- **WORK INSTRUCTIONS**
Return every line in the entries below where the word "super" shows up.

<<<<

//! Lead records and the in-place transitions the feed applies to them.
//!
//! Leads are replaced wholesale by id when they change. The like/dislike pair
//! is stored as two booleans but modelled as a single [`Reaction`], so the
//! two flags can never both be set.

use std::fmt;

use serde::{Deserialize, Serialize};
use thiserror::Error;

use super::{User, UserId};

/// Validation errors for lead fields.
#[derive(Debug, Clone, PartialEq, Eq, Error)]
pub enum LeadValidationError {
    /// The identifier was blank.
    #[error("lead id must not be empty")]
    EmptyId,
    /// The score exceeded [`Score::MAX`].
    #[error("score {score} exceeds {max}", max = Score::MAX)]
    ScoreOutOfRange {
        /// Rejected value.
        score: u8,
    },
    /// Both `liked` and `disliked` were set.
    #[error("a lead cannot be both liked and disliked")]
    ConflictingReaction,
}

/// Stable lead identifier.
#[derive(Debug, Clone, PartialEq, Eq, Hash, Serialize, Deserialize)]
#[serde(try_from = "String", into = "String")]
pub struct LeadId(String);

impl LeadId {
    /// Validate and construct a [`LeadId`].
    ///
    /// # Errors
    ///
    /// Returns [`LeadValidationError::EmptyId`] for blank input.
    pub fn new(id: impl Into<String>) -> Result<Self, LeadValidationError> {
        let raw = id.into();
        if raw.trim().is_empty() {
            return Err(LeadValidationError::EmptyId);
        }
        Ok(Self(raw))
    }
}

impl AsRef<str> for LeadId {
    fn as_ref(&self) -> &str {
        self.0.as_str()
    }
}

impl fmt::Display for LeadId {
    fn fmt(&self, f: &mut fmt::Formatter<'_>) -> fmt::Result {
        f.write_str(&self.0)
    }
}

impl From<LeadId> for String {
    fn from(value: LeadId) -> Self {
        value.0
    }
}

impl TryFrom<String> for LeadId {
    type Error = LeadValidationError;

    fn try_from(value: String) -> Result<Self, Self::Error> {
        Self::new(value)
    }
}

/// Quality score in `0..=100`.
///
/// # Examples
/// ```
/// use leadboard::domain::Score;
///
/// assert_eq!(Score::new(87).map(Score::get), Ok(87));
/// assert!(Score::new(101).is_err());
/// ```
#[derive(Debug, Clone, Copy, PartialEq, Eq, PartialOrd, Ord, Hash, Serialize, Deserialize)]
#[serde(try_from = "u8", into = "u8")]
pub struct Score(u8);

impl Score {
    /// Highest valid score.
    pub const MAX: u8 = 100;

    /// Validate and construct a score.
    ///
    /// # Errors
    ///
    /// Returns [`LeadValidationError::ScoreOutOfRange`] above [`Self::MAX`].
    pub const fn new(score: u8) -> Result<Self, LeadValidationError> {
        if score > Self::MAX {
            return Err(LeadValidationError::ScoreOutOfRange { score });
        }
        Ok(Self(score))
    }

    /// Raw score value.
    #[must_use]
    pub const fn get(self) -> u8 {
        self.0
    }
}

impl From<Score> for u8 {
    fn from(value: Score) -> Self {
        value.0
    }
}

impl TryFrom<u8> for Score {
    type Error = LeadValidationError;

    fn try_from(value: u8) -> Result<Self, Self::Error> {
        Self::new(value)
    }
}

/// Origin of a lead.
#[derive(Debug, Clone, Copy, PartialEq, Eq, Hash, Serialize, Deserialize)]
pub enum LeadKind {
    /// Anonymous lead from the shared network.
    #[serde(rename = "receptoNet")]
    ReceptoNet,
    /// Lead sourced through an organization's own network.
    #[serde(rename = "organization")]
    Organization,
}

/// The actor's sentiment towards a lead.
#[derive(Debug, Clone, Copy, Default, PartialEq, Eq, Hash, Serialize, Deserialize)]
#[serde(try_from = "ReactionFlags", into = "ReactionFlags")]
pub enum Reaction {
    /// Neither liked nor disliked.
    #[default]
    Neutral,
    /// Liked.
    Liked,
    /// Disliked.
    Disliked,
}

#[derive(Debug, Clone, Copy, Default, Serialize, Deserialize)]
struct ReactionFlags {
    #[serde(default)]
    liked: bool,
    #[serde(default)]
    disliked: bool,
}

impl From<Reaction> for ReactionFlags {
    fn from(value: Reaction) -> Self {
        Self {
            liked: value == Reaction::Liked,
            disliked: value == Reaction::Disliked,
        }
    }
}

impl TryFrom<ReactionFlags> for Reaction {
    type Error = LeadValidationError;

    fn try_from(value: ReactionFlags) -> Result<Self, Self::Error> {
        match (value.liked, value.disliked) {
            (false, false) => Ok(Self::Neutral),
            (true, false) => Ok(Self::Liked),
            (false, true) => Ok(Self::Disliked),
            (true, true) => Err(LeadValidationError::ConflictingReaction),
        }
    }
}

/// A person linked to an organization lead.
#[derive(Debug, Clone, PartialEq, Eq, Serialize, Deserialize)]
pub struct Person {
    /// User identifier of the person.
    pub id: UserId,
    /// Display name.
    pub name: String,
}

/// A stored lead.
///
/// Serialised in camelCase with `type` for [`LeadKind`] and the reaction
/// flattened into `liked` / `disliked` booleans.
#[derive(Debug, Clone, PartialEq, Eq, Serialize, Deserialize)]
#[serde(rename_all = "camelCase")]
pub struct Lead {
    /// Stable identifier.
    pub id: LeadId,
    /// Lead origin.
    #[serde(rename = "type")]
    pub kind: LeadKind,
    /// Lead title.
    pub name: String,
    /// Free-text description searched by the feed.
    pub description: String,
    /// Quality score.
    pub score: Score,
    /// Credits required to unlock contact details.
    pub unlock_credits: u32,
    /// Whether contact details are unlocked.
    #[serde(default)]
    pub unlocked: bool,
    /// Like/dislike state.
    #[serde(flatten)]
    pub reaction: Reaction,
    /// Assignee.
    #[serde(default, skip_serializing_if = "Option::is_none")]
    pub assigned_to: Option<UserId>,
    /// Assignee display name, stored alongside the id.
    #[serde(default, skip_serializing_if = "Option::is_none")]
    pub assigned_to_name: Option<String>,
    /// Segment label.
    #[serde(default, skip_serializing_if = "Option::is_none")]
    pub group_name: Option<String>,
    /// Linked people.
    #[serde(default, skip_serializing_if = "Option::is_none")]
    pub people: Option<Vec<Person>>,
    /// Location in `"<city>, <country>"` form.
    #[serde(default, skip_serializing_if = "Option::is_none")]
    pub location: Option<String>,
    /// Organization an organization lead belongs to.
    #[serde(default, skip_serializing_if = "Option::is_none")]
    pub organization: Option<String>,
}

impl Lead {
    /// Whether the lead is liked.
    #[must_use]
    pub fn is_liked(&self) -> bool {
        self.reaction == Reaction::Liked
    }

    /// Whether the lead is disliked.
    #[must_use]
    pub fn is_disliked(&self) -> bool {
        self.reaction == Reaction::Disliked
    }

    /// Flip the like flag, clearing any dislike.
    pub fn toggle_like(&mut self) {
        self.reaction = if self.is_liked() {
            Reaction::Neutral
        } else {
            Reaction::Liked
        };
    }

    /// Flip the dislike flag, clearing any like.
    pub fn toggle_dislike(&mut self) {
        self.reaction = if self.is_disliked() {
            Reaction::Neutral
        } else {
            Reaction::Disliked
        };
    }

    /// Reveal contact details.
    pub const fn unlock(&mut self) {
        self.unlocked = true;
    }

    /// Record `user` as the assignee.
    pub fn assign_to(&mut self, user: &User) {
        self.assigned_to = Some(user.id.clone());
        self.assigned_to_name = Some(user.name.clone());
    }

    /// Location used for filtering; absent locations compare as `""`.
    #[must_use]
    pub fn location_or_empty(&self) -> &str {
        self.location.as_deref().unwrap_or_default()
    }
}
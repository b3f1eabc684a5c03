//! Temp-file-and-rename writes inside a capability directory.
//!
//! A reader opening the target sees either the previous payload or the new
//! one, never a prefix of it.

use std::io::{self, Write};
use std::sync::atomic::{AtomicU64, Ordering};
use std::time::{SystemTime, UNIX_EPOCH};

use camino::{Utf8Component, Utf8Path};
use cap_std::fs::{Dir, OpenOptions};

static TEMP_COUNTER: AtomicU64 = AtomicU64::new(0);

/// Replace `file_name` in `dir` with `contents`.
///
/// `file_name` must be a single normal path component.
pub(super) fn write_atomic(dir: &Dir, file_name: &str, contents: &str) -> io::Result<()> {
    let mut components = Utf8Path::new(file_name).components();
    let (Some(Utf8Component::Normal(name)), None) = (components.next(), components.next()) else {
        return Err(io::Error::new(
            io::ErrorKind::InvalidInput,
            format!("{file_name} is not a plain file name"),
        ));
    };

    let tmp_name = temp_name_for(name);
    if let Err(err) = write_temp(dir, &tmp_name, contents) {
        discard(dir, &tmp_name);
        return Err(err);
    }
    if let Err(err) = replace(dir, &tmp_name, name) {
        discard(dir, &tmp_name);
        return Err(err);
    }
    sync_directory(dir);
    Ok(())
}

fn temp_name_for(name: &str) -> String {
    let counter = TEMP_COUNTER.fetch_add(1, Ordering::Relaxed);
    let nanos = SystemTime::now()
        .duration_since(UNIX_EPOCH)
        .map_or(0, |elapsed| elapsed.as_nanos());
    format!(".{name}.tmp.{}.{nanos}.{counter}", std::process::id())
}

fn write_temp(dir: &Dir, tmp_name: &str, contents: &str) -> io::Result<()> {
    let mut options = OpenOptions::new();
    options.write(true).create_new(true);
    let mut file = dir.open_with(tmp_name, &options)?;
    file.write_all(contents.as_bytes())?;
    file.sync_all()
}

#[cfg(windows)]
fn replace(dir: &Dir, tmp_name: &str, target: &str) -> io::Result<()> {
    // Windows rename refuses to overwrite.
    match dir.remove_file(target) {
        Ok(()) => {}
        Err(err) if err.kind() == io::ErrorKind::NotFound => {}
        Err(err) => return Err(err),
    }
    dir.rename(tmp_name, dir, target)
}

#[cfg(not(windows))]
fn replace(dir: &Dir, tmp_name: &str, target: &str) -> io::Result<()> {
    dir.rename(tmp_name, dir, target)
}

fn discard(dir: &Dir, tmp_name: &str) {
    if dir.remove_file(tmp_name).is_err() {
        // Already gone or never created.
    }
}

fn sync_directory(dir: &Dir) {
    if dir.open(".").and_then(|handle| handle.sync_all()).is_err() {
        // Not supported on every platform.
    }
}
//! Outbound adapters implementing domain ports.
//!
//! - **store**: [`KeyValueStore`](crate::domain::ports::KeyValueStore)
//!   backends, in memory and as a directory of JSON files.
//! - **mock_data**: [`SeedSource`](crate::domain::ports::SeedSource) backed by
//!   the `example-data` generator.
//!
//! Adapters are thin translators between domain types and their medium. They
//! contain no business logic.

pub mod mock_data;
pub mod store;

pub use mock_data::RandomSeedSource;
pub use store::{FileStore, FileStoreError, MemoryStore};
//! Inbound adapters that drive the domain from outside.
//!
//! [`refresh`] keeps a filtered lead feed current on a timer.

pub mod refresh;

pub use refresh::{FeedRefresh, FeedSnapshot, spawn_feed_refresh};
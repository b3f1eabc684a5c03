//! `leadboard` entry point: seeds the data directory, optionally opens a
//! session, and keeps the lead feed refreshed until Ctrl-C.

use std::sync::Arc;

use camino::Utf8PathBuf;
use color_eyre::eyre::{Context, Result, eyre};
use ortho_config::OrthoConfig;
use tokio::sync::watch;
use tracing::{info, warn};
use tracing_subscriber::{EnvFilter, fmt};

use leadboard::config::{LeadboardSettings, LogFormat};
use leadboard::domain::ports::{KeyValueStore, SeedSource};
use leadboard::domain::views::LeadFilter;
use leadboard::domain::{Actor, LeadDataService, LoginCredentials, RecordStore};
use leadboard::inbound::{FeedRefresh, spawn_feed_refresh};
use leadboard::outbound::{FileStore, RandomSeedSource};

#[tokio::main]
async fn main() -> Result<()> {
    color_eyre::install()?;
    let settings = LeadboardSettings::load_from_iter(std::env::args_os())
        .map_err(|err| eyre!("failed to load settings: {err}"))?;
    install_tracing(settings.log_format()?);

    let data_dir = Utf8PathBuf::from_path_buf(settings.data_dir())
        .map_err(|path| eyre!("data directory {} is not valid UTF-8", path.display()))?;
    let store = FileStore::open(&data_dir)?;
    let service = LeadDataService::new(
        RecordStore::new(Arc::new(store), settings.payload_policy()),
        Arc::new(RandomSeedSource::new(settings.seed)),
    );

    let outcome = service
        .initialize_data()
        .wrap_err("failed to initialise lead data")?;
    info!(data_dir = %data_dir, ?outcome, "lead data ready");

    let viewer = open_session(&service, &settings)?;
    run_feed(service, viewer, &settings).await
}

fn install_tracing(format: LogFormat) {
    let builder = fmt().with_env_filter(EnvFilter::from_default_env());
    let result = match format {
        LogFormat::Json => builder.json().try_init(),
        LogFormat::Pretty => builder.pretty().try_init(),
    };
    if let Err(e) = result {
        warn!(error = %e, "tracing init failed");
    }
}

fn open_session<S, G>(
    service: &LeadDataService<S, G>,
    settings: &LeadboardSettings,
) -> Result<Option<Actor>>
where
    S: KeyValueStore,
    G: SeedSource,
{
    let Some((username, password)) = settings.credentials() else {
        return Ok(None);
    };
    let credentials = LoginCredentials::try_from_parts(username, password)
        .wrap_err("invalid startup credentials")?;
    let actor = service
        .login(&credentials)
        .wrap_err("startup login failed")?;
    info!(user = %actor.name, organization = %actor.organization, "session opened");
    Ok(Some(actor))
}

async fn run_feed<S, G>(
    service: LeadDataService<S, G>,
    viewer: Option<Actor>,
    settings: &LeadboardSettings,
) -> Result<()>
where
    S: KeyValueStore + 'static,
    G: SeedSource + 'static,
{
    let (_filter_tx, filter_rx) = watch::channel(LeadFilter::default());
    let (shutdown_tx, shutdown_rx) = watch::channel(false);
    let FeedRefresh {
        handle,
        mut snapshots,
    } = spawn_feed_refresh(
        service,
        viewer,
        filter_rx,
        settings.refresh_interval(),
        shutdown_rx,
    );

    let ctrl_c = tokio::signal::ctrl_c();
    tokio::pin!(ctrl_c);
    loop {
        tokio::select! {
            signal = &mut ctrl_c => {
                signal.wrap_err("failed to listen for Ctrl-C")?;
                break;
            }
            changed = snapshots.changed() => {
                if changed.is_err() {
                    break;
                }
                let stats = snapshots.borrow_and_update().stats;
                info!(
                    total = stats.total,
                    unlocked = stats.unlocked,
                    assigned = stats.assigned,
                    liked = stats.liked,
                    disliked = stats.disliked,
                    "feed snapshot"
                );
            }
        }
    }

    info!("shutting down");
    shutdown_tx.send_replace(true);
    handle.await.wrap_err("feed refresh task panicked")?;
    Ok(())
}
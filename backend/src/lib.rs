//! Leadboard data layer.
//!
//! Persistent `users` and `leads` collections seeded with mock data on first
//! access, update-by-id mutators guarded by revision checks, and the pure
//! filtering and pagination used to build the lead feed and team views.
//!
//! - [`domain`]: entities, services, and the ports adapters implement.
//! - [`outbound`]: in-memory and directory-backed stores, the mock seed source.
//! - [`inbound`]: the periodic feed refresh task.
//! - [`config`]: settings loaded through `OrthoConfig`.

pub mod config;
pub mod domain;
pub mod inbound;
pub mod outbound;
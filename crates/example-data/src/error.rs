//! Error types for the example-data crate.
//!
//! Generation is infallible apart from identifier allocation, which gives up
//! after a bounded number of collisions rather than looping forever.

use thiserror::Error;

/// Errors that can occur during mock data generation.
#[derive(Debug, Clone, PartialEq, Eq, Error)]
pub enum GenerationError {
    /// Failed to draw an unused record identifier after maximum retries.
    #[error("failed to generate a unique record id after {max_attempts} attempts")]
    IdGenerationFailed {
        /// Number of attempts made before giving up.
        max_attempts: usize,
    },
}

#[cfg(test)]
mod tests {
    use super::*;

    #[test]
    fn id_generation_error_formats_correctly() {
        let err = GenerationError::IdGenerationFailed { max_attempts: 100 };
        assert_eq!(
            err.to_string(),
            "failed to generate a unique record id after 100 attempts"
        );
    }
}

>>>>

- **OUTPUT OF THE EXERCISE**
use super::{User, UserId};
pub(super) fn write_atomic(dir: &Dir, file_name: &str, contents: &str) -> io::Result<()> {
    use super::*;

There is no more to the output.